Senin, 28 Oktober 2013

Filosofi Pengamen

Terkadang mereka berpenampilan lusuh, membawa gitar, atau alat musik lain yang mudah dibawa kemana mereka pergi. Berpindah dari rumah ke rumah, bus satu ke bus lain, atau berhenti di persimpangan jalan, menjual suara yang terkadang terdengar asal-asalan bahkan menyakitkan telinga yang mendengar. Ada juga yang hanya bermodalkan irama tepuk tangan meski ada juga yang mempunyai suara merdu. Ya, mereka adalah pengamen. Menjual suara mereka demi memenuhi kebutuhan sehari-hari, bahkan terkadang hanya cukup untuk makan sehari. Berharap welas asih kepada para pendengar lagu yang mereka nyanyikan untuk memberikan sekedar uang recehan.

Mungkin bagi sebagian orang pengamen hanyalah sebuah pengganggu. Pengganggu ketenangan di saat mungkin sedang makan, sedang santai, ataupun aktivitas-aktivitas lainnya. Tetapi sebenarnya pengamen tak ubahnya seperti seorang pedagang yang menjual dagangannya. Namun kali ini berbentuk jasa, lebih tepatnya suara emas mereka. Berbeda dengan pedagang biasa yang hanya memberikan penawaran atas apa yang mereka jual, pengamen memberikan dagangannya kepada para konsumen untuk dinikmati secara langsung. Tanpa harus memberitahu berapa harga barang dagangannya pengamen mengharap para konsumennya mau membayar atas apa yang sudah diberikannya.

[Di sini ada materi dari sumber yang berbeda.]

//! Paystack payment gateway client.
//!
//! Only the initialize/verify operation pair is used: the dashboard sends
//! the manager to the returned authorization URL, and the callback route
//! verifies the reference before crediting the wallet. Amounts are in kobo
//! throughout, matching the gateway.

use reqwest::Client;
use serde::{Deserialize, Serialize};
use serde_json::Value as JsonValue;

#[derive(thiserror::Error, Debug)]
pub enum PaystackError {
    #[error("HTTP request failed: {0}")]
    HttpError(#[from] reqwest::Error),

    #[error("Paystack API error: {0}")]
    ApiError(String),
}

#[derive(Debug, Serialize)]
struct InitializeRequest<'a> {
    email: &'a str,
    amount: i64,
    callback_url: &'a str,
    metadata: JsonValue,
}

#[derive(Debug, Deserialize)]
struct ApiEnvelope<T> {
    status: bool,
    message: Option<String>,
    data: Option<T>,
}

#[derive(Debug, Deserialize)]
pub struct InitializedTransaction {
    pub authorization_url: String,
    pub access_code: String,
    pub reference: String,
}

#[derive(Debug, Deserialize)]
pub struct VerifiedTransaction {
    /// Gateway-side outcome: "success", "failed" or "abandoned"
    pub status: String,
    pub amount: i64,
    pub channel: Option<String>,
}

impl VerifiedTransaction {
    pub fn is_success(&self) -> bool {
        self.status == "success"
    }
}

/// Initializes a gateway transaction and returns the authorization URL the
/// manager must be redirected to, plus the reference to verify later.
#[tracing::instrument(skip(base_url, secret_key, metadata))]
pub async fn initialize_transaction(
    base_url: &str,
    secret_key: &str,
    email: &str,
    amount: i64,
    callback_url: &str,
    metadata: JsonValue,
) -> Result<InitializedTransaction, PaystackError> {
    let client = Client::new();
    let url = format!("{}/transaction/initialize", base_url.trim_end_matches('/'));

    let response = client
        .post(&url)
        .bearer_auth(secret_key)
        .json(&InitializeRequest {
            email,
            amount,
            callback_url,
            metadata,
        })
        .timeout(std::time::Duration::from_secs(15))
        .send()
        .await?;

    if !response.status().is_success() {
        let status = response.status();
        let body = response
            .text()
            .await
            .unwrap_or_else(|_| "Unknown error".to_string());
        tracing::error!(status = %status, error = %body, "Paystack initialize failed");
        return Err(PaystackError::ApiError(format!(
            "Status {}: {}",
            status, body
        )));
    }

    let envelope: ApiEnvelope<InitializedTransaction> = response
        .json()
        .await
        .map_err(|e| PaystackError::ApiError(format!("Failed to parse response: {}", e)))?;

    if !envelope.status {
        return Err(PaystackError::ApiError(
            envelope
                .message
                .unwrap_or_else(|| "Initialization rejected".to_string()),
        ));
    }

    let data = envelope
        .data
        .ok_or_else(|| PaystackError::ApiError("Response missing data".to_string()))?;

    tracing::info!(reference = %data.reference, "Paystack transaction initialized");

    Ok(data)
}

/// Verifies a transaction by reference. A declined payment is an Ok result
/// with a non-success status; only transport and envelope problems are Err.
#[tracing::instrument(skip(base_url, secret_key))]
pub async fn verify_transaction(
    base_url: &str,
    secret_key: &str,
    reference: &str,
) -> Result<VerifiedTransaction, PaystackError> {
    let client = Client::new();
    let url = format!(
        "{}/transaction/verify/{}",
        base_url.trim_end_matches('/'),
        reference
    );

    let response = client
        .get(&url)
        .bearer_auth(secret_key)
        .timeout(std::time::Duration::from_secs(15))
        .send()
        .await?;

    if !response.status().is_success() {
        let status = response.status();
        let body = response
            .text()
            .await
            .unwrap_or_else(|_| "Unknown error".to_string());
        tracing::error!(status = %status, error = %body, "Paystack verify failed");
        return Err(PaystackError::ApiError(format!(
            "Status {}: {}",
            status, body
        )));
    }

    let envelope: ApiEnvelope<VerifiedTransaction> = response
        .json()
        .await
        .map_err(|e| PaystackError::ApiError(format!("Failed to parse response: {}", e)))?;

    if !envelope.status {
        return Err(PaystackError::ApiError(
            envelope
                .message
                .unwrap_or_else(|| "Verification rejected".to_string()),
        ));
    }

    let data = envelope
        .data
        .ok_or_else(|| PaystackError::ApiError("Response missing data".to_string()))?;

    tracing::info!(
        reference = %reference,
        status = %data.status,
        amount = data.amount,
        "Paystack transaction verified"
    );

    Ok(data)
}
// Services module - Business logic

pub mod geo;
pub mod notifier;
pub mod paystack;
pub mod promotion;
pub mod reputation;
pub mod wallet_ledger;
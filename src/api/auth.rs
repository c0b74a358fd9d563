use axum::{
    extract::State,
    routing::{get, post, put},
    Json, Router,
};
use serde::Deserialize;
use tower_sessions::Session;

use crate::api::middleware::auth::load_manager;
use crate::api::middleware::session::{AppState, SESSION_KEY_MANAGER_ID};
use crate::error::{AppError, Result};
use crate::models::ManagerProfile;

pub fn router() -> Router<AppState> {
    Router::new()
        .route("/auth/signin", post(signin))
        .route("/auth/signout", post(signout))
        .route("/auth/me", get(me))
        .route("/profile/notifications", put(update_notifications))
}

#[derive(Debug, Deserialize)]
struct SigninRequest {
    /// Opaque identity from the upstream auth provider. Credential
    /// verification happens there; this service only maps the identity to
    /// a manager profile.
    auth_user_id: String,
}

async fn signin(
    State(state): State<AppState>,
    session: Session,
    Json(req): Json<SigninRequest>,
) -> Result<Json<ManagerProfile>> {
    let profile = ManagerProfile::find_by_auth_user_id(&state.pool, &req.auth_user_id)
        .await?
        .ok_or(AppError::Unauthorized)?;

    session
        .insert(SESSION_KEY_MANAGER_ID, profile.id)
        .await
        .map_err(|e| AppError::Internal(anyhow::anyhow!("Session error: {}", e)))?;

    tracing::info!(manager_id = %profile.id, "Manager signed in");

    Ok(Json(profile))
}

async fn signout(session: Session) -> Result<Json<serde_json::Value>> {
    session
        .flush()
        .await
        .map_err(|e| AppError::Internal(anyhow::anyhow!("Session error: {}", e)))?;

    Ok(Json(serde_json::json!({ "signed_out": true })))
}

async fn me(State(state): State<AppState>, session: Session) -> Result<Json<ManagerProfile>> {
    let profile = load_manager(&state.pool, &session).await?;
    Ok(Json(profile))
}

#[derive(Debug, Deserialize)]
struct NotificationPrefsRequest {
    notify_price_reports: bool,
    notify_reviews: bool,
}

async fn update_notifications(
    State(state): State<AppState>,
    session: Session,
    Json(req): Json<NotificationPrefsRequest>,
) -> Result<Json<ManagerProfile>> {
    let profile = load_manager(&state.pool, &session).await?;

    ManagerProfile::update_notification_prefs(
        &state.pool,
        profile.id,
        req.notify_price_reports,
        req.notify_reviews,
    )
    .await?;

    let profile = ManagerProfile::find_by_id(&state.pool, profile.id)
        .await?
        .ok_or_else(|| AppError::NotFound("Manager profile not found".to_string()))?;

    Ok(Json(profile))
}
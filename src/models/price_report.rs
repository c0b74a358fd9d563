use chrono::{DateTime, Utc};
use serde::{Deserialize, Serialize};
use sqlx::{FromRow, PgPool};
use uuid::Uuid;

/// Driver-submitted price/availability observation. Immutable once created
/// except for the manager_response field.
///
/// meter_accuracy encodes the driver's pump check: 100 means the pump meter
/// matched the dispensed volume, any other value is a failed check, and null
/// means the driver did not check.
#[derive(Debug, Clone, Serialize, Deserialize, FromRow)]
pub struct PriceReport {
    pub id: Uuid,
    pub station_id: Uuid,
    pub user_ref: String,
    pub fuel_type: String, // "pms", "ago" or "dpk"
    pub reported_price: f64,
    pub available: bool,
    pub meter_accuracy: Option<i32>,
    pub notes: Option<String>,
    pub manager_response: Option<String>,
    pub created_at: DateTime<Utc>,
}

impl PriceReport {
    pub async fn find_by_id(pool: &PgPool, id: Uuid) -> Result<Option<Self>, sqlx::Error> {
        sqlx::query_as::<_, Self>("SELECT * FROM price_reports WHERE id = $1")
            .bind(id)
            .fetch_optional(pool)
            .await
    }

    pub async fn list_for_station(
        pool: &PgPool,
        station_id: Uuid,
        limit: i64,
    ) -> Result<Vec<Self>, sqlx::Error> {
        sqlx::query_as::<_, Self>(
            r#"
            SELECT * FROM price_reports
            WHERE station_id = $1
            ORDER BY created_at DESC
            LIMIT $2
            "#,
        )
        .bind(station_id)
        .bind(limit)
        .fetch_all(pool)
        .await
    }

    pub async fn list_all_for_station(
        pool: &PgPool,
        station_id: Uuid,
    ) -> Result<Vec<Self>, sqlx::Error> {
        sqlx::query_as::<_, Self>("SELECT * FROM price_reports WHERE station_id = $1")
            .bind(station_id)
            .fetch_all(pool)
            .await
    }

    /// Count of reports where the driver ran the pump check and it passed
    pub async fn count_verifications(
        pool: &PgPool,
        station_id: Uuid,
    ) -> Result<i64, sqlx::Error> {
        let count: (i64,) = sqlx::query_as(
            "SELECT COUNT(*) FROM price_reports WHERE station_id = $1 AND meter_accuracy = 100",
        )
        .bind(station_id)
        .fetch_one(pool)
        .await?;
        Ok(count.0)
    }

    pub async fn set_response(
        pool: &PgPool,
        id: Uuid,
        response: &str,
    ) -> Result<(), sqlx::Error> {
        sqlx::query("UPDATE price_reports SET manager_response = $2 WHERE id = $1")
            .bind(id)
            .bind(response)
            .execute(pool)
            .await?;
        Ok(())
    }
}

Mungkin kata-kata ngamen selalu identik dengan definisi di atas. Definisi yang sering kita lihat dalam kehidupan sehari-hari. Kita temui dalam setiap waktu yang kita jalani. Dan dari semua yang sering kita lihat ada yang kita tidak sadari. Meskipun ada beberapa pengamen, mungkin kebanyakan, mungkin juga sedikit, yang memaksa meminta uang, ada dari mereka yang tidak memaksa, mengharap kerelaan, bahkan menerima cacian tanpa harus mendapat uang. Bukankah pengamen ini tak ubahnya dengan mereka yang menyanyi di kafe, pub, klub, restoran, bahkan panggung megah yang disiarkan oleh media massa?? Mereka sama-sama menyanyi, menghibur orang, memainkan alat musik. Walaupun mereka ada di tempat berbeda, dengan kostum berbeda, dan audiens yang berbeda. Tapi bukankah mereka sama-sama menyanyi?? Mereka hidup, mememenuhi kebutuhan juga sama-sama dari menyanyi, hanya saja penyanyi atau band yang sudah sering muncul di televisi atau siaran di radio lebih beruntung daripada pengamen.

Tak sedikit penyanyi papan atas yang jika ditelusuri awal mulanya hanyalah pengamen yang harus berpindah dari bus ke bus, warung ke warung, rumah ke rumah. Tapi mereka beruntung saja mungkin bisa ditemukan oleh orang industri rekaman, atau mereka memang berusaha keras menembus industri rekaman itu sendiri. Tapi semua itu butuh proses. Tidak semua serta merta datang kesuksesan dengan mudah. Ada pengamen yang sukses menjadi musisi atau band ternama dan bertahan lama, ada juga yang dengan cepat meredup kariernya, ada jua yang harus naik turun kariernya atau kata lain byar pet byar pet sinarnya.

Pengamenn dan penyanyi papan atas sebenarnya melakukan pekerjaan yang sama, dan mereka memilih itu karena kesukaan mereka kepada tarik suara. Ya, jika bukan tarik suara bilang saja dunia musik. Mereka menyanyi, memainkan musik, bekerja, mendapat uang, memenuhi kebutuhan hidup dari hobi yang dijalankannya. Hati senang bisa menjalankan hobi, ditambah dapat uang untuk memenuhi kebutuhan hidup. Betapa nikmatnya hidup mereka. Meski jika boleh dikatakan angka yang mereka terima mungkin jauh berbeda. Oke, pada intinya, jika kita bekerja atau melakukan hal yang tidak bersifat profesional paling tidak tirulah sikap pengamen yang tidak menuntut balasan tapi melakukannya dengan sukarela, ibarat sedang menghibur atau membantu orang lain. Toh sembari melakukan kesenangan atau hobi. Tapi ketika sudah memasuki profesionalitas kerja, hormatilah kesepakatan yang telah disepakati dan jangan mau dirugikan atau merugikan.